*RECORDS SUPPLIED*
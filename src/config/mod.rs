//! Application configuration and constants.
//!
//! This module provides:
//! - Configuration constants (default region, zoom span, timeouts, endpoint)
//! - The library `Config` struct
//! - CLI option types and parsing

mod cli;
mod constants;
mod types;

// Re-export all constants
pub use cli::Opt;
pub use constants::*;
pub use types::{Config, LogFormat, LogLevel, ResultSelection};
//! Terminal stand-in for the search screen.
//!
//! Positional queries behave like typing each one and pressing search, one
//! after the other. Standard input behaves like a text field that can be
//! submitted again while earlier searches are still waiting on the network:
//! every line starts a search immediately, and the controller's sequence
//! numbers decide which result becomes the current region.

use futures::stream::FuturesUnordered;
use futures::StreamExt;
use log::{info, warn};
use tokio::io::{AsyncBufRead, AsyncBufReadExt};

use crate::controller::LocationSearchController;
use crate::map::MapView;
use crate::region::Region;

/// Summary of a session.
#[derive(Debug, Clone, PartialEq)]
pub struct SessionReport {
    /// Submissions made (including blank ones, which are ignored)
    pub submitted: usize,
    /// Submissions that replaced the current region
    pub applied: usize,
    /// Region shown when the session ended
    pub final_region: Region,
}

/// Submits each query in order, waiting for one to finish before the next.
pub async fn run_queries<M: MapView>(
    controller: &LocationSearchController<M>,
    queries: &[String],
) -> SessionReport {
    let mut applied = 0;
    for query in queries {
        if controller.is_shut_down() {
            break;
        }
        if controller.submit(query).await.is_some() {
            applied += 1;
        }
    }
    SessionReport {
        submitted: queries.len(),
        applied,
        final_region: controller.current_region(),
    }
}

/// Submits every line of `reader` as soon as it is read.
///
/// Searches overlap freely; the loop ends once input is exhausted and every
/// in-flight search has completed, or as soon as the controller is shut down.
pub async fn run_lines<M, R>(controller: &LocationSearchController<M>, reader: R) -> SessionReport
where
    M: MapView,
    R: AsyncBufRead + Unpin,
{
    let mut lines = reader.lines();
    let mut in_flight = FuturesUnordered::new();
    let mut input_open = true;
    let mut submitted = 0;
    let mut applied = 0;
    let cancel = controller.cancellation_token();

    loop {
        if !input_open && in_flight.is_empty() {
            break;
        }
        tokio::select! {
            _ = cancel.cancelled() => {
                info!("Session stopped with {} search(es) in flight", in_flight.len());
                break;
            }
            line = lines.next_line(), if input_open => match line {
                Ok(Some(text)) => {
                    submitted += 1;
                    in_flight.push(async move { controller.submit(&text).await });
                }
                Ok(None) => input_open = false,
                Err(e) => {
                    warn!("Failed to read search input: {}", e);
                    input_open = false;
                }
            },
            Some(outcome) = in_flight.next(), if !in_flight.is_empty() => {
                if outcome.is_some() {
                    applied += 1;
                }
            }
        }
    }

    SessionReport {
        submitted,
        applied,
        final_region: controller.current_region(),
    }
}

*WHAT IS REQUIRED*
Set down the listing in full, keeping every word exactly as it is.

*SOLUTION TO THIS TASK*
filename src/config/mod.rs
//! Application configuration and constants.
//!
//! This module provides:
//! - Configuration constants (default region, zoom span, timeouts, endpoint)
//! - The library `Config` struct
//! - CLI option types and parsing

mod cli;
mod constants;
mod types;

// Re-export all constants
pub use cli::Opt;
pub use constants::*;
pub use types::{Config, LogFormat, LogLevel, ResultSelection};
//! Terminal stand-in for the search screen.
//!
//! Positional queries behave like typing each one and pressing search, one
//! after the other. Standard input behaves like a text field that can be
//! submitted again while earlier searches are still waiting on the network:
//! every line starts a search immediately, and the controller's sequence
//! numbers decide which result becomes the current region.

use futures::stream::FuturesUnordered;
use futures::StreamExt;
use log::{info, warn};
use tokio::io::{AsyncBufRead, AsyncBufReadExt};

use crate::controller::LocationSearchController;
use crate::map::MapView;
use crate::region::Region;

/// Summary of a session.
#[derive(Debug, Clone, PartialEq)]
pub struct SessionReport {
    /// Submissions made (including blank ones, which are ignored)
    pub submitted: usize,
    /// Submissions that replaced the current region
    pub applied: usize,
    /// Region shown when the session ended
    pub final_region: Region,
}

/// Submits each query in order, waiting for one to finish before the next.
pub async fn run_queries<M: MapView>(
    controller: &LocationSearchController<M>,
    queries: &[String],
) -> SessionReport {
    let mut applied = 0;
    for query in queries {
        if controller.is_shut_down() {
            break;
        }
        if controller.submit(query).await.is_some() {
            applied += 1;
        }
    }
    SessionReport {
        submitted: queries.len(),
        applied,
        final_region: controller.current_region(),
    }
}

/// Submits every line of `reader` as soon as it is read.
///
/// Searches overlap freely; the loop ends once input is exhausted and every
/// in-flight search has completed, or as soon as the controller is shut down.
pub async fn run_lines<M, R>(controller: &LocationSearchController<M>, reader: R) -> SessionReport
where
    M: MapView,
    R: AsyncBufRead + Unpin,
{
    let mut lines = reader.lines();
    let mut in_flight = FuturesUnordered::new();
    let mut input_open = true;
    let mut submitted = 0;
    let mut applied = 0;
    let cancel = controller.cancellation_token();

    loop {
        if !input_open && in_flight.is_empty() {
            break;
        }
        tokio::select! {
            _ = cancel.cancelled() => {
                info!("Session stopped with {} search(es) in flight", in_flight.len());
                break;
            }
            line = lines.next_line(), if input_open => match line {
                Ok(Some(text)) => {
                    submitted += 1;
                    in_flight.push(async move { controller.submit(&text).await });
                }
                Ok(None) => input_open = false,
                Err(e) => {
                    warn!("Failed to read search input: {}", e);
                    input_open = false;
                }
            },
            Some(outcome) = in_flight.next(), if !in_flight.is_empty() => {
                if outcome.is_some() {
                    applied += 1;
                }
            }
        }
    }

    SessionReport {
        submitted,
        applied,
        final_region: controller.current_region(),
    }
}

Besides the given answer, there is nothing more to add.